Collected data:
//! Profile form: rename, and the two-step account deactivation.

use api::{ApiError, Backend, User};

use crate::error::Rejected;
use crate::pending::{PendingAction, PendingSet};
use crate::validation::FormError;

pub const SAVE_ERROR: &str = "Error saving details, please try again.";
pub const DEACTIVATE_ACCOUNT_ERROR: &str = "Error deactivating account, please try again.";

/// Show only the last four digits of a mobile number.
pub fn mask_mobile(mobile: &str) -> String {
    let count = mobile.chars().count();
    let keep = count.min(4);
    mobile
        .chars()
        .enumerate()
        .map(|(i, c)| if i < count - keep { '*' } else { c })
        .collect()
}

#[derive(Debug, Clone, PartialEq)]
pub struct ProfileForm {
    user: User,
    name: String,
    email: String,
    email_editable: bool,
    confirming_deactivate: bool,
    error: Option<String>,
    pending: PendingSet,
}

impl ProfileForm {
    pub fn new(user: User, email_editable: bool) -> Self {
        Self {
            name: user.name.clone(),
            email: user.email.clone(),
            user,
            email_editable,
            confirming_deactivate: false,
            error: None,
            pending: PendingSet::new(),
        }
    }

    pub fn name(&self) -> &str {
        &self.name
    }

    pub fn email(&self) -> &str {
        &self.email
    }

    pub fn email_editable(&self) -> bool {
        self.email_editable
    }

    pub fn masked_mobile(&self) -> String {
        mask_mobile(&self.user.mobile)
    }

    pub fn error(&self) -> Option<&str> {
        self.error.as_deref()
    }

    pub fn is_pending(&self, action: PendingAction) -> bool {
        self.pending.is_pending(action)
    }

    pub fn is_confirming_deactivate(&self) -> bool {
        self.confirming_deactivate
    }

    pub fn set_name(&mut self, name: String) {
        self.name = name;
        self.error = None;
    }

    /// Ignored unless the deployment lets users change their email.
    pub fn set_email(&mut self, email: String) {
        if self.email_editable {
            self.email = email;
            self.error = None;
        }
    }

    pub fn begin_save(&mut self) -> Result<User, Rejected> {
        if self.name.trim().is_empty() {
            self.error = Some(FormError::NameRequired.to_string());
            return Err(FormError::NameRequired.into());
        }
        if self.email_editable && self.email.trim().is_empty() {
            self.error = Some(FormError::EmailRequired.to_string());
            return Err(FormError::EmailRequired.into());
        }
        if !self.pending.try_begin(PendingAction::SaveProfile) {
            return Err(Rejected::Busy(PendingAction::SaveProfile));
        }
        self.error = None;
        Ok(User {
            name: self.name.trim().to_string(),
            email: self.email.trim().to_string(),
            ..self.user.clone()
        })
    }

    /// Returns the saved user for the session store.
    pub fn apply_save(&mut self, result: Result<User, ApiError>) -> Option<User> {
        self.pending.finish(PendingAction::SaveProfile);
        match result {
            Ok(user) => {
                self.name = user.name.clone();
                self.email = user.email.clone();
                self.user = user.clone();
                Some(user)
            }
            Err(e) => {
                tracing::error!("Error saving user {}: {e}", self.user.id);
                self.error = Some(SAVE_ERROR.to_string());
                None
            }
        }
    }

    /// First step: show the irreversible-action warning.
    pub fn request_deactivate(&mut self) {
        self.confirming_deactivate = true;
        self.error = None;
    }

    pub fn cancel_deactivate(&mut self) {
        self.confirming_deactivate = false;
    }

    /// Second step. Only valid after [`request_deactivate`](Self::request_deactivate).
    pub fn begin_deactivate(&mut self) -> Result<api::Id, Rejected> {
        if !self.confirming_deactivate {
            return Err(Rejected::OutOfOrder);
        }
        if !self.pending.try_begin(PendingAction::Deactivate) {
            return Err(Rejected::Busy(PendingAction::Deactivate));
        }
        Ok(self.user.id)
    }

    /// Returns true when the account is gone and the session must be cleared.
    pub fn apply_deactivate(&mut self, result: Result<(), ApiError>) -> bool {
        self.pending.finish(PendingAction::Deactivate);
        self.confirming_deactivate = false;
        match result {
            Ok(()) => {
                tracing::info!("Deactivated user {}", self.user.id);
                self.user.is_active = false;
                true
            }
            Err(e) => {
                tracing::error!("Error deactivating user {}: {e}", self.user.id);
                self.error = Some(DEACTIVATE_ACCOUNT_ERROR.to_string());
                false
            }
        }
    }

    pub async fn save<B: Backend>(&mut self, backend: &B) -> Result<Option<User>, Rejected> {
        let user = self.begin_save()?;
        let result = backend.update_user(&user).await;
        Ok(self.apply_save(result))
    }

    pub async fn deactivate<B: Backend>(&mut self, backend: &B) -> Result<bool, Rejected> {
        let id = self.begin_deactivate()?;
        let result = backend.deactivate_user(id).await;
        Ok(self.apply_deactivate(result))
    }
}

#[cfg(test)]
mod tests {
    use super::*;
    use api::MemoryBackend;

    fn signed_in() -> (MemoryBackend, User) {
        let backend = MemoryBackend::new();
        let user = backend.seed_user("Asha", "9876543210", "asha@example.in");
        backend.sign_in(user.id);
        (backend, user)
    }

    #[test]
    fn test_mask_mobile() {
        assert_eq!(mask_mobile("9876543210"), "******3210");
        assert_eq!(mask_mobile("123"), "123");
        assert_eq!(mask_mobile(""), "");
    }

    #[tokio::test]
    async fn test_save_renames() {
        let (backend, user) = signed_in();
        let mut form = ProfileForm::new(user.clone(), false);
        form.set_name("  Asha Rao ".into());
        form.set_email("other@example.in".into());

        let saved = form.save(&backend).await.unwrap().unwrap();
        assert_eq!(saved.name, "Asha Rao");
        // Email is read-only here.
        assert_eq!(saved.email, "asha@example.in");
        assert_eq!(saved.mobile, user.mobile);
        assert_eq!(backend.user(user.id), Some(saved));
    }

    #[tokio::test]
    async fn test_save_failure_keeps_state() {
        let (backend, user) = signed_in();
        let mut form = ProfileForm::new(user.clone(), true);
        form.set_email("new@example.in".into());
        backend.fail_next(ApiError::Transport("offline".into()));

        assert_eq!(form.save(&backend).await, Ok(None));
        assert_eq!(form.error(), Some(SAVE_ERROR));
        assert_eq!(form.email(), "new@example.in");
        assert!(!form.is_pending(PendingAction::SaveProfile));
        assert_eq!(backend.user(user.id), Some(user));
    }

    #[tokio::test]
    async fn test_save_requires_name() {
        let (backend, user) = signed_in();
        let mut form = ProfileForm::new(user, false);
        form.set_name("   ".into());
        assert_eq!(
            form.save(&backend).await,
            Err(Rejected::Invalid(FormError::NameRequired))
        );
        assert!(backend.requests().is_empty());
    }

    #[tokio::test]
    async fn test_deactivate_needs_confirmation() {
        let (backend, user) = signed_in();
        let mut form = ProfileForm::new(user.clone(), false);

        assert_eq!(form.deactivate(&backend).await, Err(Rejected::OutOfOrder));
        assert!(backend.requests().is_empty());

        form.request_deactivate();
        form.cancel_deactivate();
        assert!(form.deactivate(&backend).await.is_err());

        form.request_deactivate();
        assert_eq!(form.deactivate(&backend).await, Ok(true));
        assert!(!backend.user(user.id).unwrap().is_active);
        assert_eq!(backend.session(), None);
        assert!(!form.is_confirming_deactivate());
    }

    #[tokio::test]
    async fn test_deactivate_failure_surfaces_message() {
        let (backend, user) = signed_in();
        let mut form = ProfileForm::new(user, false);
        form.request_deactivate();
        backend.fail_next(ApiError::Transport("offline".into()));

        assert_eq!(form.deactivate(&backend).await, Ok(false));
        assert_eq!(form.error(), Some(DEACTIVATE_ACCOUNT_ERROR));
    }
}
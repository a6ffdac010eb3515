//! Search and activity filtering for the lead table.

use std::fmt;
use std::str::FromStr;

use api::Lead;
use serde::{Deserialize, Serialize};

/// Which leads to show by activity status.
#[derive(Debug, Clone, Copy, Default, PartialEq, Eq, Serialize, Deserialize)]
#[serde(rename_all = "lowercase")]
pub enum ActivityFilter {
    All,
    #[default]
    Active,
    Inactive,
}

impl ActivityFilter {
    pub const ALL: [ActivityFilter; 3] = [
        ActivityFilter::All,
        ActivityFilter::Active,
        ActivityFilter::Inactive,
    ];

    pub fn as_str(&self) -> &'static str {
        match self {
            ActivityFilter::All => "all",
            ActivityFilter::Active => "active",
            ActivityFilter::Inactive => "inactive",
        }
    }

    /// Label for the filter dropdown.
    pub fn label(&self) -> &'static str {
        match self {
            ActivityFilter::All => "All Leads",
            ActivityFilter::Active => "Active Leads",
            ActivityFilter::Inactive => "Inactive Leads",
        }
    }

    pub fn matches(&self, is_active: bool) -> bool {
        match self {
            ActivityFilter::All => true,
            ActivityFilter::Active => is_active,
            ActivityFilter::Inactive => !is_active,
        }
    }
}

impl fmt::Display for ActivityFilter {
    fn fmt(&self, f: &mut fmt::Formatter<'_>) -> fmt::Result {
        f.write_str(self.as_str())
    }
}

impl FromStr for ActivityFilter {
    type Err = String;

    fn from_str(s: &str) -> Result<Self, Self::Err> {
        match s {
            "all" => Ok(ActivityFilter::All),
            "active" => Ok(ActivityFilter::Active),
            "inactive" => Ok(ActivityFilter::Inactive),
            other => Err(format!("Unknown activity filter: {other}")),
        }
    }
}

/// Leads whose name contains `search` (case-insensitive) and whose status
/// matches `filter`, in their original order.
pub fn filter_leads<'a>(leads: &'a [Lead], search: &str, filter: ActivityFilter) -> Vec<&'a Lead> {
    let needle = search.to_lowercase();
    leads
        .iter()
        .filter(|lead| filter.matches(lead.is_active))
        .filter(|lead| lead.name.to_lowercase().contains(&needle))
        .collect()
}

Exercise directions:
Lines in the data holding the word "saving": count them and say how many, nothing more.

Output:
2